**WHAT THE EXERCISE ASKS**
Reproduce exactly, and only, the lines below from the one containing "#[derive(Debug, Clone, Copy, PartialEq)]" through the one containing "fn segment(&self, from: f64)".

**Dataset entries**
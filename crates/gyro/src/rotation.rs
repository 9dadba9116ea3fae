use crate::angle::{angle_between, angle_delta, wrap_degrees};
use crate::geometry::Point;
use crate::tween::Tween;
use std::time::Duration;

#[derive(Debug, Clone, Copy, PartialEq, Eq, Default)]
pub enum Phase {
    #[default]
    Idle,
    Dragging,
}

/// Idle auto-rotation: `increment` degrees every `duration`, linearly eased.
///
/// Only the ratio is visible to the user, so the controller consumes wall
/// clock time and never counts frames.
#[derive(Debug, Clone, Copy, PartialEq)]
pub struct AutoSpin {
    pub increment: f64,
    pub duration: Duration,
}

impl AutoSpin {
    pub const DEFAULT_INCREMENT: f64 = 2.0;
    pub const DEFAULT_DURATION: Duration = Duration::from_millis(50);

    pub fn new(increment: f64, duration: Duration) -> Self {
        Self {
            increment,
            duration,
        }
    }

    pub fn degrees_per_second(&self) -> f64 {
        if self.duration.is_zero() {
            return 0.0;
        }
        self.increment / self.duration.as_secs_f64()
    }

    fn segment(&self, from: f64) -> Tween {
        let from = wrap_degrees(from);
        Tween::new(from, from + self.increment, self.duration)
    }
}

impl Default for AutoSpin {
    fn default() -> Self {
        Self::new(Self::DEFAULT_INCREMENT, Self::DEFAULT_DURATION)
    }
}

/// Owns the rotation of one ring and decides what angle each frame renders.
///
/// Dragging accumulates the change in pointer angle between samples, so the
/// ring never snaps to the pointer when a drag starts or ends. A single
/// sample that jumps more than 180° is read as a short turn the other way.
#[derive(Debug, Clone)]
pub struct RotationController {
    rotation: f64,
    phase: Phase,
    initial_angle: f64,
    center: Point,
    spin: Option<AutoSpin>,
    tween: Option<Tween>,
}

impl Default for RotationController {
    fn default() -> Self {
        Self::new(Some(AutoSpin::default()))
    }
}

impl RotationController {
    pub fn new(spin: Option<AutoSpin>) -> Self {
        Self {
            rotation: 0.0,
            phase: Phase::Idle,
            initial_angle: 0.0,
            center: Point::default(),
            spin,
            tween: None,
        }
    }

    /// Accumulated rotation in degrees. Not reduced modulo 360 while dragging.
    pub fn rotation(&self) -> f64 {
        self.rotation
    }

    pub fn phase(&self) -> Phase {
        self.phase
    }

    pub fn is_dragging(&self) -> bool {
        self.phase == Phase::Dragging
    }

    pub fn initial_angle(&self) -> f64 {
        self.initial_angle
    }

    pub fn center(&self) -> Point {
        self.center
    }

    pub fn spin(&self) -> Option<AutoSpin> {
        self.spin
    }

    /// Until this is called the center is the origin; drags still work, they
    /// just rotate around the wrong point.
    pub fn set_center(&mut self, center: Point) {
        self.center = center;
    }

    pub fn set_spin(&mut self, spin: Option<AutoSpin>) {
        self.spin = spin;
        self.tween = None;
    }

    pub fn drag_start(&mut self, touch: Point) {
        self.phase = Phase::Dragging;
        self.tween = None;
        self.initial_angle = angle_between(self.center, touch);
        log::debug!(
            "Drag started at {:.1}° (rotation {:.1}°)",
            self.initial_angle,
            self.rotation
        );
    }

    pub fn drag_move(&mut self, touch: Point) -> f64 {
        if self.phase != Phase::Dragging {
            return self.rotation;
        }
        let current = angle_between(self.center, touch);
        self.rotation += angle_delta(self.initial_angle, current);
        self.initial_angle = current;
        self.rotation
    }

    pub fn drag_end(&mut self) {
        if self.phase != Phase::Dragging {
            return;
        }
        self.phase = Phase::Idle;
        self.rotation = wrap_degrees(self.rotation);
        log::debug!("Drag ended at rotation {:.1}°", self.rotation);
    }

    /// Advances idle auto-rotation by `dt` of wall clock time. No-op while
    /// dragging or with spin disabled.
    pub fn tick(&mut self, dt: Duration) -> f64 {
        let Some(spin) = self.spin else {
            return self.rotation;
        };
        if self.phase == Phase::Dragging || dt.is_zero() {
            return self.rotation;
        }
        if spin.duration.is_zero() {
            self.rotation = wrap_degrees(self.rotation + spin.increment);
            return self.rotation;
        }

        let mut tween = self
            .tween
            .take()
            .unwrap_or_else(|| spin.segment(self.rotation));
        let remaining = tween.advance(dt);
        self.rotation = tween.value();
        if !tween.is_finished() {
            self.tween = Some(tween);
            return self.rotation;
        }

        // skip whole segments at once after long gaps between frames
        let segment = spin.duration.as_nanos();
        let whole = remaining.as_nanos() / segment;
        let partial = Duration::from_nanos((remaining.as_nanos() % segment) as u64);
        self.rotation += whole as f64 * spin.increment;

        let mut next = spin.segment(self.rotation);
        next.advance(partial);
        self.rotation = next.value();
        self.tween = Some(next);
        self.rotation
    }
}

#[cfg(test)]
mod tests {
    use super::*;

    const EPS: f64 = 1e-6;

    fn on_circle(center: Point, radius: f64, degrees: f64) -> Point {
        let r = degrees.to_radians();
        Point::new(center.x + radius * r.sin(), center.y - radius * r.cos())
    }

    fn drag_along(ctrl: &mut RotationController, from: f64, to: f64, step: f64) -> f64 {
        let c = ctrl.center();
        ctrl.drag_start(on_circle(c, 50.0, from));
        let mut a = from;
        while a < to {
            a = (a + step).min(to);
            ctrl.drag_move(on_circle(c, 50.0, a));
        }
        ctrl.rotation()
    }

    #[test]
    fn test_initial_state() {
        let ctrl = RotationController::default();
        assert_eq!(ctrl.rotation(), 0.0);
        assert_eq!(ctrl.phase(), Phase::Idle);
        assert_eq!(ctrl.center(), Point::default());
    }

    #[test]
    fn test_north_to_east_adds_quarter_turn() {
        let mut ctrl = RotationController::new(None);
        let c = Point::new(100.0, 100.0);
        ctrl.set_center(c);

        ctrl.drag_start(Point::new(100.0, 40.0));
        assert!(ctrl.is_dragging());
        let r = ctrl.drag_move(Point::new(160.0, 100.0));
        assert!((r - 90.0).abs() < EPS, "{}", r);
    }

    #[test]
    fn test_dense_and_coarse_paths_agree() {
        let c = Point::new(0.0, 0.0);

        let mut dense = RotationController::new(None);
        dense.set_center(c);
        let mut coarse = RotationController::new(None);
        coarse.set_center(c);

        let a = drag_along(&mut dense, 10.0, 700.0, 1.0);
        let b = drag_along(&mut coarse, 10.0, 700.0, 45.0);
        assert!((a - 690.0).abs() < EPS, "{}", a);
        assert!((a - b).abs() < EPS, "{} vs {}", a, b);
    }

    #[test]
    fn test_large_jump_reads_as_short_turn_backwards() {
        let mut ctrl = RotationController::new(None);
        let c = Point::new(0.0, 0.0);
        ctrl.drag_start(on_circle(c, 10.0, 0.0));
        let r = ctrl.drag_move(on_circle(c, 10.0, 190.0));
        assert!((r + 170.0).abs() < EPS, "{}", r);
    }

    #[test]
    fn test_move_without_drag_is_ignored() {
        let mut ctrl = RotationController::new(None);
        ctrl.set_center(Point::new(0.0, 0.0));
        assert_eq!(ctrl.drag_move(Point::new(10.0, 0.0)), 0.0);
        assert_eq!(ctrl.rotation(), 0.0);
    }

    #[test]
    fn test_drag_before_layout_is_harmless() {
        let mut ctrl = RotationController::default();
        ctrl.drag_start(Point::new(0.0, 0.0));
        let r = ctrl.drag_move(Point::new(5.0, 5.0));
        assert!(r.is_finite());
        ctrl.drag_end();
        assert!(!ctrl.is_dragging());
    }

    #[test]
    fn test_drag_end_wraps_without_changing_congruence() {
        let mut ctrl = RotationController::new(None);
        let r = drag_along(&mut ctrl, 0.0, 400.0, 10.0);
        ctrl.drag_end();
        assert!((wrap_degrees(r) - ctrl.rotation()).abs() < EPS);
        assert!((ctrl.rotation() - 40.0).abs() < EPS);
    }

    #[test]
    fn test_idle_ticks_advance_by_increment() {
        let mut ctrl = RotationController::default();
        for _ in 0..10 {
            ctrl.tick(AutoSpin::DEFAULT_DURATION);
        }
        assert!((ctrl.rotation() - 20.0).abs() < EPS, "{}", ctrl.rotation());
    }

    #[test]
    fn test_spin_rate_ignores_frame_rate() {
        let mut fine = RotationController::default();
        for _ in 0..125 {
            fine.tick(Duration::from_millis(8));
        }
        let mut coarse = RotationController::default();
        coarse.tick(Duration::from_secs(1));

        let expected = AutoSpin::default().degrees_per_second();
        assert!((expected - 40.0).abs() < EPS);
        assert!((fine.rotation() - expected).abs() < EPS, "{}", fine.rotation());
        assert!((coarse.rotation() - expected).abs() < EPS, "{}", coarse.rotation());
    }

    #[test]
    fn test_interpolates_within_a_segment() {
        let mut ctrl = RotationController::default();
        ctrl.tick(Duration::from_millis(25));
        assert!((ctrl.rotation() - 1.0).abs() < EPS);
    }

    #[test]
    fn test_long_idle_stays_bounded() {
        let mut ctrl = RotationController::default();
        ctrl.tick(Duration::from_secs(3600 * 24));
        assert!(ctrl.rotation() >= 0.0 && ctrl.rotation() < 360.0 + AutoSpin::DEFAULT_INCREMENT);
    }

    #[test]
    fn test_drag_suspends_spin() {
        let mut ctrl = RotationController::default();
        ctrl.set_center(Point::new(0.0, 0.0));
        ctrl.tick(Duration::from_millis(25));
        let before = ctrl.rotation();

        ctrl.drag_start(Point::new(0.0, -10.0));
        ctrl.tick(Duration::from_secs(1));
        assert_eq!(ctrl.rotation(), before);

        ctrl.drag_end();
        ctrl.tick(AutoSpin::DEFAULT_DURATION);
        assert!((ctrl.rotation() - (before + 2.0)).abs() < EPS);
    }

    #[test]
    fn test_disabled_spin_never_moves() {
        let mut ctrl = RotationController::new(None);
        ctrl.tick(Duration::from_secs(5));
        assert_eq!(ctrl.rotation(), 0.0);
    }

    #[test]
    fn test_counter_clockwise_spin() {
        let mut ctrl =
            RotationController::new(Some(AutoSpin::new(-2.0, AutoSpin::DEFAULT_DURATION)));
        ctrl.tick(AutoSpin::DEFAULT_DURATION);
        assert!((wrap_degrees(ctrl.rotation()) - 358.0).abs() < EPS);
        ctrl.tick(AutoSpin::DEFAULT_DURATION);
        assert!((wrap_degrees(ctrl.rotation()) - 356.0).abs() < EPS);
    }
}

**FINAL ANSWER**
#[derive(Debug, Clone, Copy, PartialEq)]
pub struct AutoSpin {
    pub increment: f64,
    pub duration: Duration,
}

impl AutoSpin {
    pub const DEFAULT_INCREMENT: f64 = 2.0;
    pub const DEFAULT_DURATION: Duration = Duration::from_millis(50);

    pub fn new(increment: f64, duration: Duration) -> Self {
        Self {
            increment,
            duration,
        }
    }

    pub fn degrees_per_second(&self) -> f64 {
        if self.duration.is_zero() {
            return 0.0;
        }
        self.increment / self.duration.as_secs_f64()
    }

    fn segment(&self, from: f64) -> Tween {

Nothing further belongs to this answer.